Disaster strikes when the miners find just a single diamond. FitzPatrick is furious, but he is told the value of the land has increased 20-fold during the excavation. FitzPatrick is ecstatic, declaring himself a genius banker.
This didn’t really happen, but such a deal seems plausible given the kind of reckless lending that Anglo engaged in during the boom years that landed the Irish public with a bill of €29 billion.
It’s in Anglo The Musical, the new satirical puppet musical that opens in the Bord Gáis Energy Theatre in Dublin on November 14th for a two-week run.
The show is not a blow-by-blow account of the rise and fall of Ireland’s worst bank, but a financial and political satire inspired by real events.
A simple couple – Diarmuid, who makes bodhráns, and Aisling, who works for the Department of Arts, Heritage, Greyhounds and What Have You – live on Inis Dull, which is a metaphor for pre-boom Ireland. Diarmuid’s cousin Jimmy arrives on the island to open a branch of Anglo.
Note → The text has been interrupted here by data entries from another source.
//! Role Sync Service
//!
//! Reconciles user role state between the external identity directory and
//! the local `users` collection. The directory is the source of truth for
//! identity and role claims; the local store keeps a denormalized copy for
//! application-side display and joins.
//!
//! Role changes are a two-step saga: the directory claim is written first
//! (fail closed - a directory failure leaves the local record untouched),
//! then the local record. A local failure after a successful directory
//! write leaves the stores divergent until the next list pass reconciles
//! them; the two failure modes are reported distinctly so callers know a
//! retry is safe.

use std::sync::Arc;
use tracing::{debug, info, warn};

use crate::directory::DirectoryClient;
use crate::shared::error::{IdentityError, Result};
use crate::user::entity::{Role, UserRecord, UserView};
use crate::user::repository::UserStore;

/// Page cap for directory list calls
pub const DIRECTORY_PAGE_LIMIT: u32 = 50;

/// Role Sync Service
pub struct RoleSyncService {
    directory: Arc<dyn DirectoryClient>,
    users: Arc<dyn UserStore>,
}

impl RoleSyncService {
    pub fn new(directory: Arc<dyn DirectoryClient>, users: Arc<dyn UserStore>) -> Self {
        Self { directory, users }
    }

    /// Fetch one page of identities and sync each one to the local store.
    ///
    /// The upsert is create-or-replace: the directory is authoritative on
    /// every list call, so stale denormalized fields and roles are
    /// overwritten. Upserts are not atomic across the batch - records
    /// written before a mid-batch failure stay committed (at-least-once).
    pub async fn list_users(&self) -> Result<Vec<UserView>> {
        let identities = self.directory.list_identities(DIRECTORY_PAGE_LIMIT).await?;
        debug!(count = identities.len(), "Fetched directory page");

        let mut views = Vec::with_capacity(identities.len());
        for identity in &identities {
            let record = UserRecord::from_directory(identity);
            let stored = self.users.upsert(&record).await?;
            views.push(UserView::project(identity, &stored));
        }

        info!(synced = views.len(), "Directory list synchronized");
        Ok(views)
    }

    /// Set an identity's role in both stores, directory first.
    ///
    /// Idempotent: repeating the call with the same arguments yields the
    /// same end state.
    pub async fn set_role(&self, user_id: &str, role: Role) -> Result<String> {
        if user_id.trim().is_empty() {
            return Err(IdentityError::missing_parameter("userId"));
        }

        // Directory first: the claim is the authorization-relevant state,
        // and a failed claim write must leave the local record untouched.
        self.directory.set_role_claim(user_id, role).await?;

        if let Err(err) = self.users.set_role(user_id, role).await {
            warn!(
                user_id = %user_id,
                role = %role,
                error = %err,
                "Local role write failed after directory update; stores diverge until next list"
            );
            return Err(err);
        }

        info!(user_id = %user_id, role = %role, "Role updated");
        Ok(match role {
            Role::Driver => format!("User {} is now a driver.", user_id),
            Role::Admin => format!("User {} is now an admin.", user_id),
            Role::User => format!("User {} role has been reset to 'user'.", user_id),
        })
    }

    pub async fn promote_to_driver(&self, user_id: &str) -> Result<String> {
        self.set_role(user_id, Role::Driver).await
    }

    pub async fn promote_to_admin(&self, user_id: &str) -> Result<String> {
        self.set_role(user_id, Role::Admin).await
    }

    pub async fn revoke_to_user(&self, user_id: &str) -> Result<String> {
        self.set_role(user_id, Role::User).await
    }
}
//! Busline Identity
//!
//! User-role synchronization between the external identity directory and
//! the local MongoDB user store, plus the admin REST API built on top:
//! - Directory adapters behind the [`DirectoryClient`] capability trait
//! - Local `users` collection access behind [`UserStore`]
//! - [`RoleSyncService`] reconciliation (list sync and role-change saga)
//! - Users admin endpoints and health probes
//!
//! ## Module Organization (Aggregate-based)
//!
//! The `user` aggregate contains:
//! - `entity` - Domain entities
//! - `repository` - Data access
//! - `api` - REST endpoints

// Core aggregate
pub mod user;

// External collaborators
pub mod directory;

// Shared infrastructure
pub mod shared;

// Re-export common types from shared
pub use shared::error::{ErrorResponse, IdentityError, Result};
pub use shared::health_api::{health_router, HealthState, HealthStatus};
pub use shared::role_sync_service::{RoleSyncService, DIRECTORY_PAGE_LIMIT};

// Re-export main entity types for convenience
pub use user::entity::{Role, UserRecord, UserView};

// Re-export repositories
pub use user::repository::{UserRepository, UserStore};

// Re-export directory adapters
pub use directory::clerk::{ClerkConfig, ClerkDirectory};
pub use directory::{DirectoryClient, DirectoryIdentity};

// Re-export API state and routers
pub use user::api::{users_router, MessageResponse, RoleChangeRequest, UsersState};
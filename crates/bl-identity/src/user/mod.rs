//! User aggregate: persisted records, repository, and the admin REST API.

pub mod api;
pub mod entity;
pub mod repository;

pub use api::{users_router, MessageResponse, RoleChangeRequest, UsersState};
pub use entity::{Role, UserRecord, UserView};
pub use repository::{UserRepository, UserStore};
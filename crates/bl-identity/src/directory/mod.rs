//! Identity Directory Adapters
//!
//! The external directory is the system of record for authentication
//! identity and role claims. Access goes through the [`DirectoryClient`]
//! capability trait so the sync logic can be exercised against a fake;
//! the Clerk HTTP adapter is the production implementation.

pub mod clerk;

use async_trait::async_trait;

use crate::shared::error::Result;
use crate::user::entity::Role;

/// An identity as reported by the external directory.
#[derive(Debug, Clone)]
pub struct DirectoryIdentity {
    /// Opaque stable identifier assigned by the provider
    pub external_id: String,
    /// Ordered email addresses; the first entry is the primary contact
    pub email_addresses: Vec<String>,
    /// Provider-supplied handle, used as a display-name fallback
    pub username: Option<String>,
    /// First/given name
    pub first_name: Option<String>,
    /// Last/family name
    pub last_name: Option<String>,
    /// Profile image URL
    pub image_url: Option<String>,
    /// Role claim from provider metadata; absent means `user`
    pub role: Option<Role>,
}

impl DirectoryIdentity {
    pub fn primary_email(&self) -> Option<&str> {
        self.email_addresses.first().map(|s| s.as_str())
    }

    /// Role claim with the documented default applied.
    pub fn role_or_default(&self) -> Role {
        self.role.unwrap_or_default()
    }

    /// `"{first} {last}"` when both names are present, else the handle.
    pub fn full_name(&self) -> Option<String> {
        match (&self.first_name, &self.last_name) {
            (Some(first), Some(last)) => Some(format!("{} {}", first, last)),
            _ => self.username.clone(),
        }
    }
}

/// Capability interface over the external identity directory.
#[async_trait]
pub trait DirectoryClient: Send + Sync {
    /// Fetch one bounded page of identities.
    ///
    /// Fails with `DirectoryUnavailable` on any transport or provider error.
    async fn list_identities(&self, limit: u32) -> Result<Vec<DirectoryIdentity>>;

    /// Update an identity's role claim in provider metadata.
    ///
    /// Fails with `DirectoryWriteFailed` on any transport or provider error.
    async fn set_role_claim(&self, external_id: &str, role: Role) -> Result<()>;
}
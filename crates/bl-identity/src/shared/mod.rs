//! Shared infrastructure: errors, health probes, and the role sync service.

pub mod error;
pub mod health_api;
pub mod role_sync_service;

pub use error::{ErrorResponse, IdentityError, Result};
pub use health_api::{health_router, HealthState, HealthStatus};
pub use role_sync_service::{RoleSyncService, DIRECTORY_PAGE_LIMIT};
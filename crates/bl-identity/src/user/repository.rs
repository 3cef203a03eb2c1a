//! User Repository

use async_trait::async_trait;
use mongodb::{
    bson::doc,
    options::ReturnDocument,
    Collection, Database,
};

use crate::shared::error::{IdentityError, Result};
use crate::user::entity::{Role, UserRecord};

/// Persistence seam for local user records.
///
/// Write failures surface as `LocalWriteFailed` so callers can distinguish
/// them from directory errors.
#[async_trait]
pub trait UserStore: Send + Sync {
    /// Create-or-replace keyed by external id; denormalized fields and role
    /// are overwritten, `createdAt` is preserved.
    async fn upsert(&self, record: &UserRecord) -> Result<UserRecord>;

    /// Set only the role, creating the record with defaults if the identity
    /// was never listed.
    async fn set_role(&self, external_id: &str, role: Role) -> Result<()>;
}

pub struct UserRepository {
    collection: Collection<UserRecord>,
}

impl UserRepository {
    pub fn new(db: &Database) -> Self {
        Self {
            collection: db.collection("users"),
        }
    }
}

#[async_trait]
impl UserStore for UserRepository {
    async fn upsert(&self, record: &UserRecord) -> Result<UserRecord> {
        let updated = self
            .collection
            .find_one_and_update(
                doc! { "_id": &record.external_id },
                doc! {
                    "$set": {
                        "email": &record.email,
                        "firstName": record.first_name.as_deref(),
                        "lastName": record.last_name.as_deref(),
                        "imageUrl": &record.image_url,
                        "role": record.role.as_str(),
                    },
                    "$setOnInsert": {
                        "createdAt": bson::DateTime::from_chrono(record.created_at),
                    },
                },
            )
            .upsert(true)
            .return_document(ReturnDocument::After)
            .await
            .map_err(|e| IdentityError::local_write(e.to_string()))?;

        updated.ok_or_else(|| IdentityError::local_write("upsert returned no document"))
    }

    async fn set_role(&self, external_id: &str, role: Role) -> Result<()> {
        let defaults = UserRecord::with_defaults(external_id, role);
        self.collection
            .update_one(
                doc! { "_id": external_id },
                doc! {
                    "$set": { "role": role.as_str() },
                    "$setOnInsert": {
                        "email": &defaults.email,
                        "imageUrl": &defaults.image_url,
                        "createdAt": bson::DateTime::from_chrono(defaults.created_at),
                    },
                },
            )
            .upsert(true)
            .await
            .map_err(|e| IdentityError::local_write(e.to_string()))?;
        Ok(())
    }
}
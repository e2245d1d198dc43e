//! Key-path lookups into nested JSON objects.
//!
//! [`access_nested_map`] walks a `serde_json::Value` one key at a time. Only
//! JSON objects are traversable: indexing into a string, number, array or
//! `null` fails the same way a missing key does, and the error always names
//! the single key that could not be resolved.
//!
//! # Examples
//!
//! ```rust
//! use github_org_client::nested::{access_nested_map, Error};
//! use serde_json::json;
//!
//! let map = json!({"a": {"b": 2}});
//! assert_eq!(access_nested_map(&map, ["a", "b"]).unwrap(), &json!(2));
//!
//! let err = access_nested_map(&json!({"a": 1}), ["a", "b"]).unwrap_err();
//! assert_eq!(err, Error::KeyNotFound("b".to_string()));
//! ```

use log::trace;
use serde_json::Value;

#[derive(Clone, Debug, PartialEq, Eq, thiserror::Error)]
pub enum Error {
    /// The payload is the offending key only, not the full path.
    #[error("Key not found: {0}")]
    KeyNotFound(String),
}

impl Error {
    /// The key that could not be resolved.
    pub fn key(&self) -> &str {
        match self {
            Error::KeyNotFound(key) => key,
        }
    }
}

/// Resolves `path` against `root`, returning a reference to the final value.
///
/// An empty path returns `root` itself. Resolution stops at the first key
/// that is missing, or that is applied to a value which is not an object.
///
/// # Arguments
///
/// * `root` - The nested map to traverse.
/// * `path` - The keys to follow, left to right.
///
/// # Returns
///
/// The value at the end of the path, or [`Error::KeyNotFound`] carrying the
/// key that failed.
pub fn access_nested_map<'a, I, K>(root: &'a Value, path: I) -> Result<&'a Value, Error>
where
    I: IntoIterator<Item = K>,
    K: AsRef<str>,
{
    let mut current = root;
    for key in path {
        let key = key.as_ref();
        current = match current {
            Value::Object(map) => map.get(key),
            _ => None,
        }
        .ok_or_else(|| {
            trace!("Key {key} not found");
            Error::KeyNotFound(key.to_string())
        })?;
    }
    Ok(current)
}
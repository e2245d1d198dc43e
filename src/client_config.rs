//! Configuration management for the GitHub organization client.
//!
//! This module provides the `ClientConfig` struct, which names the organization
//! to query and describes how to reach the GitHub REST API. It supports both
//! direct configuration and environment variable-based configuration.
//!
//! # Configuration Sources
//!
//! - **Direct Configuration**: `ClientConfig::new` with defaults, then override fields
//! - **Environment Variables**: `ClientConfig::from_env`
//!
//! # Examples
//!
//! ## Direct Configuration
//!
//! ```rust
//! use github_org_client::client_config::ClientConfig;
//!
//! let mut config = ClientConfig::new("google");
//! config.token = Some("ghp_example".to_string());
//! assert_eq!(config.api_url, "https://api.github.com");
//! ```
//!
//! ## Environment Variable Configuration
//!
//! ```rust,no_run
//! use github_org_client::client_config::ClientConfig;
//!
//! // Requires the GITHUB_ORG environment variable
//! let config = ClientConfig::from_env()?;
//! # Ok::<(), github_org_client::client_config::Error>(())
//! ```

use url::Url;

/// Public GitHub REST endpoint.
pub const DEFAULT_API_URL: &str = "https://api.github.com";

#[derive(Debug, thiserror::Error)]
pub enum Error {
    #[error("Environment variable is not set: {1}")]
    EnvVar(std::env::VarError, String),
    #[error("Url parse error: {0}")]
    UrlParse(#[from] url::ParseError),
    #[error("API url cannot be used as a base: {0}")]
    CannotBeABase(String),
}

/// Configuration settings for the GitHub organization client.
///
/// # Required Fields
///
/// - `org`: The organization login, e.g. `"google"`
///
/// # Optional Fields
///
/// - `token`: Personal access token, sent as a bearer token
/// - `user_agent`: Overrides the default `github-org-client/<version>`
#[derive(Clone, Debug)]
pub struct ClientConfig {
    /// The login of the organization to query.
    pub org: String,

    /// Base URL of the GitHub REST API.
    ///
    /// Defaults to `https://api.github.com`. GitHub Enterprise installations
    /// use something like `https://github.example.com/api/v3`.
    pub api_url: String,

    /// Optional token for authenticated requests.
    ///
    /// Unauthenticated requests work for public data but are subject to a much
    /// lower rate limit.
    pub token: Option<String>,

    /// Value for the `User-Agent` header. GitHub rejects requests without one.
    pub user_agent: Option<String>,
}

impl ClientConfig {
    /// Create a configuration for `org` against the public GitHub API.
    pub fn new(org: impl Into<String>) -> Self {
        Self {
            org: org.into(),
            api_url: DEFAULT_API_URL.to_string(),
            token: None,
            user_agent: None,
        }
    }

    /// Create a new configuration from environment variables.
    ///
    /// | Variable            | Field        |
    /// |---------------------|--------------|
    /// | `GITHUB_ORG`        | `org` (required) |
    /// | `GITHUB_API_URL`    | `api_url`    |
    /// | `GITHUB_TOKEN`      | `token`      |
    /// | `GITHUB_USER_AGENT` | `user_agent` |
    ///
    /// # Returns
    ///
    /// A new configuration instance.
    pub fn from_env() -> Result<Self, Error> {
        let org = std::env::var("GITHUB_ORG")
            .map_err(|e| Error::EnvVar(e, "GITHUB_ORG".to_string()))?;
        let api_url = std::env::var("GITHUB_API_URL").unwrap_or(DEFAULT_API_URL.to_string());
        let token = std::env::var("GITHUB_TOKEN").ok();
        let user_agent = std::env::var("GITHUB_USER_AGENT").ok();
        Ok(Self {
            org,
            api_url,
            token,
            user_agent,
        })
    }

    /// Returns the URL of the organization resource.
    ///
    /// The organization name is appended as `orgs/{org}` to whatever path
    /// `api_url` already has, so both `https://api.github.com` and
    /// `https://github.example.com/api/v3/` work.
    ///
    /// # Examples
    ///
    /// - `api_url` `https://api.github.com`, `org` `google` gives
    ///   `https://api.github.com/orgs/google`.
    /// - `api_url` `https://github.example.com/api/v3/`, `org` `infra` gives
    ///   `https://github.example.com/api/v3/orgs/infra`.
    pub fn org_url(&self) -> Result<Url, Error> {
        let mut url = Url::parse(&self.api_url)?;
        url.path_segments_mut()
            .map_err(|_| Error::CannotBeABase(self.api_url.clone()))?
            .pop_if_empty()
            .push("orgs")
            .push(&self.org);
        Ok(url)
    }

    /// Returns the user agent to send, falling back to the crate name and version.
    pub(crate) fn get_user_agent(&self) -> String {
        self.user_agent.clone().unwrap_or_else(|| {
            concat!(env!("CARGO_PKG_NAME"), "/", env!("CARGO_PKG_VERSION")).to_string()
        })
    }
}
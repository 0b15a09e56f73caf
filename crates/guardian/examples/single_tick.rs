//! Runs a single Guardian tick against in-memory DocStore/MetricsClient
//! doubles instead of a live CouchDB/OpenTSDB deployment -- useful for
//! trying out a rule set locally before wiring up `GUARDIAN_DOCSTORE_URL`/
//! `GUARDIAN_METRICS_URL` against a real store.
//!
//! This reproduces scenario S1 from the rescale-amount specification: a
//! container at 70% of its allowed range, usage pinned above its `upper`
//! limit for three straight ticks, triggers a `fit_to_usage` request
//! clamped to the structure's `max`.

use std::collections::HashMap;
use std::sync::Arc;

use guardian_core::{
    Generates, GuardPolicy, HostInfo, Limits, Resource, ResourceLimits, ResourceState, Rule,
    RuleAction, RuleActionEvents, ScaleCounters, Structure, StructureSubtype,
};
use guardian_docstore::InMemoryDocStore;
use guardian_metrics::InMemoryMetricsClient;
use guardian_scheduler::TickScheduler;

fn node0() -> Structure {
    Structure {
        name: "node0".to_string(),
        subtype: StructureSubtype::Container,
        guard: true,
        guard_policy: GuardPolicy::Serverless,
        host: Some(HostInfo {
            host: "host0".to_string(),
            host_rescaler_ip: "10.0.0.1".to_string(),
            host_rescaler_port: 8000,
        }),
        resources: HashMap::from([(
            Resource::Cpu,
            ResourceState {
                min: 50,
                max: 200,
                current: Some(140),
                usage: None,
                guard: true,
            },
        )]),
    }
}

fn node0_limits() -> Limits {
    Limits {
        name: "node0".to_string(),
        resources: HashMap::from([(
            Resource::Cpu,
            ResourceLimits {
                lower: 80,
                upper: 120,
                boundary: 20,
            },
        )]),
    }
}

fn rules() -> Vec<Rule> {
    vec![
        Rule {
            name: "cpu_exceeded_upper".to_string(),
            active: true,
            resource: Resource::Cpu,
            rule: serde_json::json!({">=": [{"var": "structure.cpu.usage"}, {"var": "limits.cpu.upper"}]}),
            generates: Generates::Events,
            action: RuleAction {
                events: RuleActionEvents {
                    scale: ScaleCounters { up: 1, down: 0 },
                },
            },
            amount: None,
            rescale_by: None,
            events_to_remove: 0,
        },
        Rule {
            name: "cpu_high_events".to_string(),
            active: true,
            resource: Resource::Cpu,
            rule: serde_json::json!({">=": [{"var": "events.scale.up"}, 3]}),
            generates: Generates::Requests,
            action: RuleAction::default(),
            amount: None,
            rescale_by: Some(guardian_core::RescaleBy::FitToUsage),
            events_to_remove: 3,
        },
    ]
}

#[tokio::main]
async fn main() {
    let docs = Arc::new(InMemoryDocStore::with_structures(vec![node0()]));
    docs.seed_rules(rules());
    docs.seed_limits(vec![node0_limits()]);
    docs.seed_service(guardian_docstore::ServiceDoc {
        name: "guardian".to_string(),
        heartbeat: "never".to_string(),
        config: serde_json::json!({ "ACTIVE": true, "STRUCTURE_GUARDED": "container" }),
    });

    // `query_structure_usage` tags container queries by structure name,
    // not by the `host` routing field -- see `guardian_metrics::tags`.
    let metrics = Arc::new(InMemoryMetricsClient::new());
    metrics.seed("node0", "structure.cpu.usage", 180.0);

    let scheduler = TickScheduler::new(docs.clone(), metrics, tokio::runtime::Handle::current());

    for tick in 0..3 {
        let outcome = scheduler.run_tick((tick * 10) as i64).await.expect("tick failed");
        println!("tick {tick}: considered={} skipped={}", outcome.structures_considered, outcome.structures_skipped);
    }

    println!("events remaining: {:?}", docs.events());
    println!("requests emitted: {:?}", docs.requests());
}
/// Errors raised while evaluating a predicate tree.
///
/// Both variants are rule-authoring errors: the caller is expected to
/// catch them at the rule boundary, log the offending rule's name, and
/// skip just that rule for the tick (§7, `RuleMalformed`). Callers attach
/// the rule name themselves (`guardian_events::generate`,
/// `guardian_requests::generate_requests` both build a local `SkippedRule`
/// carrying it plus this error's message) rather than converting through
/// `GuardianError`, since a malformed rule must never abort the tick for
/// every other rule the way a `GuardianError` propagated with `?` would.
#[derive(Debug, Clone, thiserror::Error)]
pub enum RuleEvalError {
    /// An operator referenced a field (`{"var": "..."}`) that is absent
    /// from the evaluation context.
    #[error("missing field '{0}' in evaluation context")]
    MissingField(String),

    /// An operator node was not a recognized keyword, or its operand
    /// shape didn't match what the operator expects (e.g. `"and"` given a
    /// non-array, or a comparison given the wrong arity).
    #[error("malformed predicate node: {0}")]
    Malformed(String),
}
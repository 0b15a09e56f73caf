use std::collections::HashMap;

use async_trait::async_trait;
use guardian_core::{GuardianError, GuardianResult, NO_DATA};
use reqwest::Client;
use serde::{Deserialize, Serialize};

use crate::{MetricsClient, UsageMap};

#[derive(Debug, Serialize)]
struct TsdbQuery {
    start: u64,
    end: u64,
    queries: Vec<TsdbSubQuery>,
}

#[derive(Debug, Serialize)]
struct TsdbSubQuery {
    aggregator: &'static str,
    metric: String,
    tags: HashMap<String, String>,
}

#[derive(Debug, Deserialize)]
struct TsdbSeries {
    dps: HashMap<String, f64>,
}

/// A MetricsClient over an OpenTSDB-like `/api/query` endpoint.
///
/// Mirrors the facade shape of `guardian_docstore::HttpDocStore`: a thin
/// `reqwest::Client` wrapper, one request per source metric, results
/// merged client-side since the window/aggregator contract (§4.2) spans
/// a *union* of source series rather than a single TSDB query.
#[derive(Debug, Clone)]
pub struct HttpMetricsClient {
    base_url: String,
    http: Client,
}

impl HttpMetricsClient {
    pub fn new(base_url: impl Into<String>) -> Self {
        Self {
            base_url: base_url.into(),
            http: Client::new(),
        }
    }

    pub fn with_client(base_url: impl Into<String>, http: Client) -> Self {
        Self {
            base_url: base_url.into(),
            http,
        }
    }

    async fn mean_of_series(&self, metric: &str, tags: &HashMap<String, String>, start: u64, end: u64) -> GuardianResult<Option<f64>> {
        let body = TsdbQuery {
            start,
            end,
            queries: vec![TsdbSubQuery {
                aggregator: "avg",
                metric: metric.to_string(),
                tags: tags.clone(),
            }],
        };

        let resp = self
            .http
            .post(format!("{}/api/query", self.base_url))
            .json(&body)
            .send()
            .await
            .map_err(|e| GuardianError::Transport(e.to_string()))?;

        if !resp.status().is_success() {
            return Err(GuardianError::Transport(format!("metrics query {metric} -> {}", resp.status())));
        }

        let series: Vec<TsdbSeries> = resp.json().await.map_err(|e| GuardianError::Transport(e.to_string()))?;
        let points: Vec<f64> = series.into_iter().flat_map(|s| s.dps.into_values()).collect();
        if points.is_empty() {
            return Ok(None);
        }
        Ok(Some(points.iter().sum::<f64>() / points.len() as f64))
    }
}

#[async_trait]
impl MetricsClient for HttpMetricsClient {
    async fn query(
        &self,
        tags: &HashMap<String, String>,
        window_seconds: u64,
        delay_seconds: u64,
        source_metrics: &HashMap<String, Vec<String>>,
        derived_metrics: &[String],
        now: i64,
    ) -> GuardianResult<UsageMap> {
        let now = now.max(0) as u64;
        let end = now.saturating_sub(delay_seconds);
        let start = end.saturating_sub(window_seconds);

        let mut result = UsageMap::with_capacity(derived_metrics.len());
        for derived in derived_metrics {
            let Some(sources) = source_metrics.get(derived) else {
                result.insert(derived.clone(), NO_DATA);
                continue;
            };

            let mut points = Vec::new();
            for source in sources {
                if let Some(mean) = self.mean_of_series(source, tags, start, end).await? {
                    points.push(mean);
                }
            }

            let value = if points.is_empty() {
                NO_DATA
            } else {
                points.iter().sum::<f64>() / points.len() as f64
            };
            result.insert(derived.clone(), value);
        }
        Ok(result)
    }
}

#[cfg(test)]
mod tests {
    use super::*;
    use serde_json::json;
    use wiremock::matchers::{body_partial_json, method, path};
    use wiremock::{Mock, MockServer, ResponseTemplate};

    /// The query window (`start`/`end`) must derive from the `now` passed
    /// in, not the wall clock, so a tick's components agree on one "now".
    #[tokio::test]
    async fn query_windows_off_the_passed_in_now_not_wall_clock() {
        let server = MockServer::start().await;

        Mock::given(method("POST"))
            .and(path("/api/query"))
            .and(body_partial_json(json!({"start": 900, "end": 990})))
            .respond_with(ResponseTemplate::new(200).set_body_json(json!([{"dps": {"900": 40.0, "950": 60.0}}])))
            .mount(&server)
            .await;

        let client = HttpMetricsClient::new(server.uri());
        let tags = HashMap::from([("structureid".to_string(), "node0".to_string())]);
        let source_metrics = HashMap::from([("structure.cpu.usage".to_string(), vec!["cpu.usage".to_string()])]);
        let derived_metrics = vec!["structure.cpu.usage".to_string()];

        let usages = client
            .query(&tags, 90, 10, &source_metrics, &derived_metrics, 1000)
            .await
            .unwrap();
        assert_eq!(usages["structure.cpu.usage"], 50.0);
    }

    /// A derived metric absent from `source_metrics` must yield `NO_DATA`
    /// without issuing any TSDB query for it.
    #[tokio::test]
    async fn unmapped_derived_metric_is_no_data() {
        let server = MockServer::start().await;
        let client = HttpMetricsClient::new(server.uri());

        let usages = client
            .query(&HashMap::new(), 90, 10, &HashMap::new(), &["structure.cpu.usage".to_string()], 1000)
            .await
            .unwrap();
        assert!(guardian_core::is_no_data(usages["structure.cpu.usage"]));
    }

    /// An empty-series response (no `dps` points across any source) also
    /// yields `NO_DATA`, distinguishing "queried but empty" from a mapping
    /// gap above.
    #[tokio::test]
    async fn empty_series_response_is_no_data() {
        let server = MockServer::start().await;

        Mock::given(method("POST"))
            .and(path("/api/query"))
            .respond_with(ResponseTemplate::new(200).set_body_json(json!([{"dps": {}}])))
            .mount(&server)
            .await;

        let client = HttpMetricsClient::new(server.uri());
        let tags = HashMap::from([("structureid".to_string(), "node0".to_string())]);
        let source_metrics = HashMap::from([("structure.cpu.usage".to_string(), vec!["cpu.usage".to_string()])]);
        let derived_metrics = vec!["structure.cpu.usage".to_string()];

        let usages = client.query(&tags, 90, 10, &source_metrics, &derived_metrics, 1000).await.unwrap();
        assert!(guardian_core::is_no_data(usages["structure.cpu.usage"]));
    }
}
“He warns them they are grossly under-borrowed and debt poor, and that they’re playing a dangerous game,” says the show’s writer, Paul Howard, the alter ego of the fictional D4 rugby jock and Irish Times columnist, Ross O’Carroll-Kelly.
Jimmy convinces Diarmuid to borrow €890 million from Anglo to build a block of apartments and a shopping centre, even though €450 million would have been enough. “Bet big or get the f**k away from the table,” Jimmy says. Events on the island happen in tandem with another plot: the story of the bank’s collapse on the mainland as markets turn against it and the boardroom gets increasingly chaotic.
It’s George Orwell meets Spitting Image or Avenue Q, the irreverent Broadway puppet-musical that sends up Sesame Street. “With Anglo, it’s difficult to parody because the reality was so insane,” says Howard.
It’s only the third day of four weeks of rehearsals at Gateway House studios on Capel Street in Dublin and already the 12 cast members have a good handle on the larger-than-life puppets they perform with. They run through one of 16 songs in the show. “Put A Zero On The End - He’s A Friend”. It has references to a corporate box at Lansdowne Road, as well as a repeated refrain, “Screw the regulator”, and observations on how “It only takes a few muppets to screw an entire country,” which is also the show’s catchline.